Dataset entries: Begin

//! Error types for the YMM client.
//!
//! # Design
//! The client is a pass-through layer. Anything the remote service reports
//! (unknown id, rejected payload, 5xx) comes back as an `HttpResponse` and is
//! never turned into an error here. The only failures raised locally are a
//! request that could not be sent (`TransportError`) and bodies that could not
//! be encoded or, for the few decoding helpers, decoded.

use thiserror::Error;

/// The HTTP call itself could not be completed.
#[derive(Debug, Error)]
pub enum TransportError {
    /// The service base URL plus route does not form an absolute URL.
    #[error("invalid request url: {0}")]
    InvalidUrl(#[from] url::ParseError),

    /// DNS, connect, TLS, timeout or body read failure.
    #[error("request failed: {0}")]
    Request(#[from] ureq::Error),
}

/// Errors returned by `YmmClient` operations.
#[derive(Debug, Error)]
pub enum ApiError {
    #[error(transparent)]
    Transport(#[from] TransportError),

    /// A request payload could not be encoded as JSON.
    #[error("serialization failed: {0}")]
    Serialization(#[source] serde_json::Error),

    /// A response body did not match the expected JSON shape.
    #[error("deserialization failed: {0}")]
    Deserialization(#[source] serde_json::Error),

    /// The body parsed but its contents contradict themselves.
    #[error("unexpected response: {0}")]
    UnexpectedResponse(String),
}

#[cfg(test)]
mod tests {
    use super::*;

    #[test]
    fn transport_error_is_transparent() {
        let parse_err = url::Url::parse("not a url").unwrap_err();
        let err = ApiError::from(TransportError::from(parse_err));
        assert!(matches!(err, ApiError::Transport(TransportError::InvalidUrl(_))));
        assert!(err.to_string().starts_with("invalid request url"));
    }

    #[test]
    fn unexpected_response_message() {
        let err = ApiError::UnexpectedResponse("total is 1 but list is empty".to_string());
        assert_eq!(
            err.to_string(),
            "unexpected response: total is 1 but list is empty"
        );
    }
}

Dataset entries: End
Dataset entries: Begin

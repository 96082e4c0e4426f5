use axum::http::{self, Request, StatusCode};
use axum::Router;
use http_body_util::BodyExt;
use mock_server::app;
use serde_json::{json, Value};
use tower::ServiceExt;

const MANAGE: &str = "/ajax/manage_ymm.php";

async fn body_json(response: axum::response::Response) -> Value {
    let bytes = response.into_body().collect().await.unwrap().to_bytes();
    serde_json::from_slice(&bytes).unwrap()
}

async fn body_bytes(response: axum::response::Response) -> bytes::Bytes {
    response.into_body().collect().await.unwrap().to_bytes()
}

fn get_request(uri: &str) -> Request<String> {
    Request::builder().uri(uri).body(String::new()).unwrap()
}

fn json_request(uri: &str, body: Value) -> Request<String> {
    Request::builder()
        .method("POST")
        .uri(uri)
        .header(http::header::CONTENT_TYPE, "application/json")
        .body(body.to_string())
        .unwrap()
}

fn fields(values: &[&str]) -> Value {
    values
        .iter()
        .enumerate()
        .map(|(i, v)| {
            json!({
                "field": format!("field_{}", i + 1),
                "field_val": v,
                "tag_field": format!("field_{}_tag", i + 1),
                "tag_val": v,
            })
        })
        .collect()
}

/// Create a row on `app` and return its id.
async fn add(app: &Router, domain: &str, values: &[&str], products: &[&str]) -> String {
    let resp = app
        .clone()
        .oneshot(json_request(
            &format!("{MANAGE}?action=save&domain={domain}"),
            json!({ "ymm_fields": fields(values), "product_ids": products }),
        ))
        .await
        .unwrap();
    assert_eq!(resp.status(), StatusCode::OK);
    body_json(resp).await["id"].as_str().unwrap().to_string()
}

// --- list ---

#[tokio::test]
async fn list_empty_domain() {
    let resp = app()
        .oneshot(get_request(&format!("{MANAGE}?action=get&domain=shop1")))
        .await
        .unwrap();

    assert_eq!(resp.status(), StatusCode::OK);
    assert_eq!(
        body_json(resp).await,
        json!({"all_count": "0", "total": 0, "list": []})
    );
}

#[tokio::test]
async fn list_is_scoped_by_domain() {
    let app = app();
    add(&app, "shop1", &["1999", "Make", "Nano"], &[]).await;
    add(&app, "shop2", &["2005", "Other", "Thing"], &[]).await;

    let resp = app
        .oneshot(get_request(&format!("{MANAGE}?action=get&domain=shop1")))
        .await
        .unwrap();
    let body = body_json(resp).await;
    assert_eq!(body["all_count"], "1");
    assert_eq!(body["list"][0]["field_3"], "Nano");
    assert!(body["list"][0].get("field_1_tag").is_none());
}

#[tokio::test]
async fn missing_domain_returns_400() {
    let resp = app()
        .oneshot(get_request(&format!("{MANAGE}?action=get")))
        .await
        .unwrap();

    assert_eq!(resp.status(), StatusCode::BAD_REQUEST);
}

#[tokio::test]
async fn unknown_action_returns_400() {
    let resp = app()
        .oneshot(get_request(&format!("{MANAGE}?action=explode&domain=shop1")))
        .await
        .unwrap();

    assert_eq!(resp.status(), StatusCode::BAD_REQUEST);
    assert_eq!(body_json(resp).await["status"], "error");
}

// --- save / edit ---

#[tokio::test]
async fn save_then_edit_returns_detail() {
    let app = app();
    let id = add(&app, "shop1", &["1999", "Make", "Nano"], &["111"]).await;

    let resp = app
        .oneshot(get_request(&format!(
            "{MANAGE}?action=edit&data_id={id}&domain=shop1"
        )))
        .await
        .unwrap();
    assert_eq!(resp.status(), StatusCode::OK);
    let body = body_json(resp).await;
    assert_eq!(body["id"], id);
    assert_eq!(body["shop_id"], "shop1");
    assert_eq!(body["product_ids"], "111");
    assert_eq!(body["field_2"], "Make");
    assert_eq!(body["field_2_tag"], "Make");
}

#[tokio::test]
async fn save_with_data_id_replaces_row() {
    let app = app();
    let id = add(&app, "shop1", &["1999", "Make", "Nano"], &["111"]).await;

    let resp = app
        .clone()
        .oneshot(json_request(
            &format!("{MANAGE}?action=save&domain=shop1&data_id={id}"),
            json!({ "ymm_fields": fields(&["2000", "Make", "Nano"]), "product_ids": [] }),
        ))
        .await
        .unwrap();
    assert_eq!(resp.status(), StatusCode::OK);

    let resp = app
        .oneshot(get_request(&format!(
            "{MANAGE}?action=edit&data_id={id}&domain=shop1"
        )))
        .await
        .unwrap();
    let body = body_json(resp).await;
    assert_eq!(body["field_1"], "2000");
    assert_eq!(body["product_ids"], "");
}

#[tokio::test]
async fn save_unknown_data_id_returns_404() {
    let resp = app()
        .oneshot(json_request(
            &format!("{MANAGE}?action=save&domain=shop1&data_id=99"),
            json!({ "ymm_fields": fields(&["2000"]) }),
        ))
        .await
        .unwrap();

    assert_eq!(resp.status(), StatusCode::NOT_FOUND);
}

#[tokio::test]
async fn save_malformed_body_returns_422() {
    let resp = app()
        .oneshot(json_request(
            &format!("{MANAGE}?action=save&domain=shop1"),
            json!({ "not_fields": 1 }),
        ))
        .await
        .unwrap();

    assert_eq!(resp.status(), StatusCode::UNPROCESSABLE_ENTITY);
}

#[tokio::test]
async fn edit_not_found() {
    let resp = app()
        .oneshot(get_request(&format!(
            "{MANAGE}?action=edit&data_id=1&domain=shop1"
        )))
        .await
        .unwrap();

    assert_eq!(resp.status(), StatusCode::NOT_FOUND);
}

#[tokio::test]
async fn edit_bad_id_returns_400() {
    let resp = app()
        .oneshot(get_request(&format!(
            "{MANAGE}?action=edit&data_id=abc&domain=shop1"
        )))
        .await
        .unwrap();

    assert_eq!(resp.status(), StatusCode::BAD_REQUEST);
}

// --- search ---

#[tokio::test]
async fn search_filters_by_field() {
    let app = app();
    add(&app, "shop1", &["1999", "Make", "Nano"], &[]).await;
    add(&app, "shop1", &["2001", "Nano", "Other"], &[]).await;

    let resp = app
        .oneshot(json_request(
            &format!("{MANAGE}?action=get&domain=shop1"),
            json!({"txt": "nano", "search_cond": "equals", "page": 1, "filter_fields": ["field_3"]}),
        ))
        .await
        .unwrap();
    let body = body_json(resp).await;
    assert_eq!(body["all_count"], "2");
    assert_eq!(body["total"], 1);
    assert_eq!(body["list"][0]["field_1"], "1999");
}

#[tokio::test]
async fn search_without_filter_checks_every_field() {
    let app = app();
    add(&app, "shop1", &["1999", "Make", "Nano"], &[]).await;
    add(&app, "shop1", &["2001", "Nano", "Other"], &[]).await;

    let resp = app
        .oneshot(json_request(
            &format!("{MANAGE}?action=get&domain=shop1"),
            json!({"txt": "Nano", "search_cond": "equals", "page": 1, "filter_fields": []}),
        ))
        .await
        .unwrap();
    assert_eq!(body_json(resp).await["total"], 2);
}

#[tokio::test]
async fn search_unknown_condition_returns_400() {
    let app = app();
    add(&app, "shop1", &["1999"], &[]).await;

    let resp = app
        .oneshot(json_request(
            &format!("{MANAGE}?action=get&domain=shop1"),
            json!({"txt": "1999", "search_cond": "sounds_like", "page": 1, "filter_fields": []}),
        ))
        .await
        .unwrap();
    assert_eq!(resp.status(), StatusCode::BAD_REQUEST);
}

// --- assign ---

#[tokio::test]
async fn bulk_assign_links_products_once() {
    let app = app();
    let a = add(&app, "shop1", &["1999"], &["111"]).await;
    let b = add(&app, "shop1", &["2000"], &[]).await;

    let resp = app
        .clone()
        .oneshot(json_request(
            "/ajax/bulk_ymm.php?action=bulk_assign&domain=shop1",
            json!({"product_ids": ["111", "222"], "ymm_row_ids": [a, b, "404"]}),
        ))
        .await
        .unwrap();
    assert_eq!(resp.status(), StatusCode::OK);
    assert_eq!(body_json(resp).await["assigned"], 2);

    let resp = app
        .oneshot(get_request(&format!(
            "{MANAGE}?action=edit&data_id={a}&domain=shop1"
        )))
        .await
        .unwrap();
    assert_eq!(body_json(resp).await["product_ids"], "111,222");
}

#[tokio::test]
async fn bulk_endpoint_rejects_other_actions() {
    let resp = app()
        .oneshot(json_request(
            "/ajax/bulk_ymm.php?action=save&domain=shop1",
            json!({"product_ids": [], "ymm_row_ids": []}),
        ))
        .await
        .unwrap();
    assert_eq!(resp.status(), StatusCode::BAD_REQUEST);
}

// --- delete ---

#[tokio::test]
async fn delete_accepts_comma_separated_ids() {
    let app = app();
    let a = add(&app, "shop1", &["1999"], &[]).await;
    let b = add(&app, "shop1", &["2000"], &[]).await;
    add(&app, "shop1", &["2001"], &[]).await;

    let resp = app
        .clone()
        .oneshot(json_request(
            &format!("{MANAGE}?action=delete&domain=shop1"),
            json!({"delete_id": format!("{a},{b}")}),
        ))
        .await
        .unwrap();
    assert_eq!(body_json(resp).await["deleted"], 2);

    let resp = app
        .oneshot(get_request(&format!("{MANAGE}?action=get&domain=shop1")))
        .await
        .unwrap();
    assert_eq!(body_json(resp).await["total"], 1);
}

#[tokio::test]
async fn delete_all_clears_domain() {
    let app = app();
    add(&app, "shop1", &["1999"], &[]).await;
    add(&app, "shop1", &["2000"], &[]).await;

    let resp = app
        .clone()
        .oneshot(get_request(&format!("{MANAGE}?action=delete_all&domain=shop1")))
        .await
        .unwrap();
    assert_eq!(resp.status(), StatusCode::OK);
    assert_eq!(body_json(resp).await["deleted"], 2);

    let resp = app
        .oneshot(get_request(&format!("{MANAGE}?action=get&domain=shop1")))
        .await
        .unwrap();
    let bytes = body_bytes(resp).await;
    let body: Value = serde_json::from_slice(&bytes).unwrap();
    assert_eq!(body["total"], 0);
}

Dataset entries: End

Copy out every line in the entries above that holds "page".

Written response →
            json!({"txt": "nano", "search_cond": "equals", "page": 1, "filter_fields": ["field_3"]}),
            json!({"txt": "Nano", "search_cond": "equals", "page": 1, "filter_fields": []}),
            json!({"txt": "1999", "search_cond": "sounds_like", "page": 1, "filter_fields": []}),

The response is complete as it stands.